La rapporteure a mis particulièrement l’accent sur la situation des sans-abri. « Le sans-abrisme est le résultat de l’échec du gouvernement à mettre en œuvre le droit au logement », martèle-t-elle. Si elle salue l’existence du numéro d’urgence 115, connu de toutes les personnes rencontrées, elle note que « lorsque vous appelez, personne ne répond ». La qualité des services d’urgence et de la mise à l’abri fait défaut. Entre autres, « les hôtels pour les familles ne sont absolument pas dans le cadre des droits internationaux ». Elle se souvient d’une jeune femme victime de violences sexuelles au cours de son parcours migratoire, enceinte en France, hébergée dans une chambre au rez-de-chaussée d’un hôtel. « J’ai remarqué tout de suite qu’elle n’avait pas de fenêtre. Juste en face de sa porte, il y avait les toilettes publiques, avec des hommes qui ne cessaient de passer. Mais elle devait laisser sa porte ouverte, à défaut d’autre moyen d’aération. Il n’est pas nécessaire d’être avocate des droits de l’Homme pour se rendre compte que ce n’est pas une vie digne. »

Leilani Fahra s’est également dite « préoccupée » par les campements informels qu’elle a pu découvrir à Toulouse et à Marseille. Dans un squat occupé par 300 personnes migrantes, « les conditions de vie étaient épouvantables, les pièces surpeuplées. Sans aucun accès à l’alimentation, sans argent, les gens doivent récupérer les matelas dans la rue pour dormir. Il suffisait de voir leurs avant-bras avec toutes ces morsures et piqûres ! » Cette fois, l’experte de l’ONU l’assure : « C’était vraiment l’une des visites les plus difficiles que j’ai effectuées. Je me suis rendue dans les pires bidonvilles d’Inde et d’Egypte, mais c’était dur de voir cela dans un pays riche. »

A la suite de sa visite, la rapporteure s’attellera à la rédaction d’un rapport, voué à être présenté au Conseil des droits de l’Homme de l’ONU, en mars 2020. Elle en a annoncé les contours au ministère du Logement le 11 avril. A l’heure actuelle, ni le ministre ni la porte-parole du gouvernement ne se sont prononcés publiquement à ce sujet.

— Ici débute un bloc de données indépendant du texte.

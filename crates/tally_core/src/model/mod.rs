//! Expense editing domain model.
//!
//! # Responsibility
//! - Define the record under edit (`Expense`) and its reference data (`Category`).
//! - Keep persisted identity rules in one place.
//!
//! # Invariants
//! - `Expense::id == 0` means the expense has never been persisted.
//! - `Expense::sync_id` is assigned once per in-memory expense and never replaced.

pub mod category;
pub mod expense;
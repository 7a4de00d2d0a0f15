//! SQLite migration registry and executor.
//!
//! # Invariants
//! - `version` values must remain monotonic.
//! - All pending migrations are applied in one transaction.

use crate::db::{DbError, DbResult};
use rusqlite::Connection;

#[derive(Debug, Clone, Copy)]
struct Migration {
    version: u32,
    sql: &'static str,
}

const MIGRATIONS: &[Migration] = &[Migration {
    version: 1,
    sql: include_str!("0001_init.sql"),
}];

/// Returns the latest migration version known by this binary.
pub fn latest_version() -> u32 {
    MIGRATIONS.last().map_or(0, |migration| migration.version)
}

/// Applies all pending migrations on the provided connection.
pub fn apply_migrations(conn: &mut Connection) -> DbResult<()> {
    let current = conn.query_row("PRAGMA user_version;", [], |row| row.get::<_, u32>(0))?;
    let latest = latest_version();

    if current > latest {
        return Err(DbError::UnsupportedSchemaVersion {
            db_version: current,
            latest_supported: latest,
        });
    }

    let pending: Vec<&Migration> = MIGRATIONS
        .iter()
        .filter(|migration| migration.version > current)
        .collect();
    if pending.is_empty() {
        return Ok(());
    }

    let tx = conn.transaction()?;
    for migration in pending {
        tx.execute_batch(migration.sql)?;
        tx.pragma_update(None, "user_version", migration.version)?;
    }
    tx.commit()?;

    Ok(())
}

Moratoire sur les expulsions forcées

A Calais et à Grande-Synthe, où l’obsession des « points de fixation » guide les pratiques des forces de l’ordre envers les exilés, Leilani Fahra s’est intéressée aux évacuations répétées. Elle rapporte des expulsions « toutes les 48 heures », au cours desquelles, « souvent, leurs biens sont confisqués : ils perdent leurs tentes, leurs papiers ». Du point de vue juridique, « les expulsions forcées constituent une violation grave du droit au logement. Quand celles-ci sont systématiques, dans le cadre d’une politique constamment appliquée, cela relève d’un traitement cruel, inhumain et dégradant », conclut-elle. Saisie en février par 34 associations sur la situation dans le nord de la France, Leilani Fahra demande un moratoire sur ces expulsions.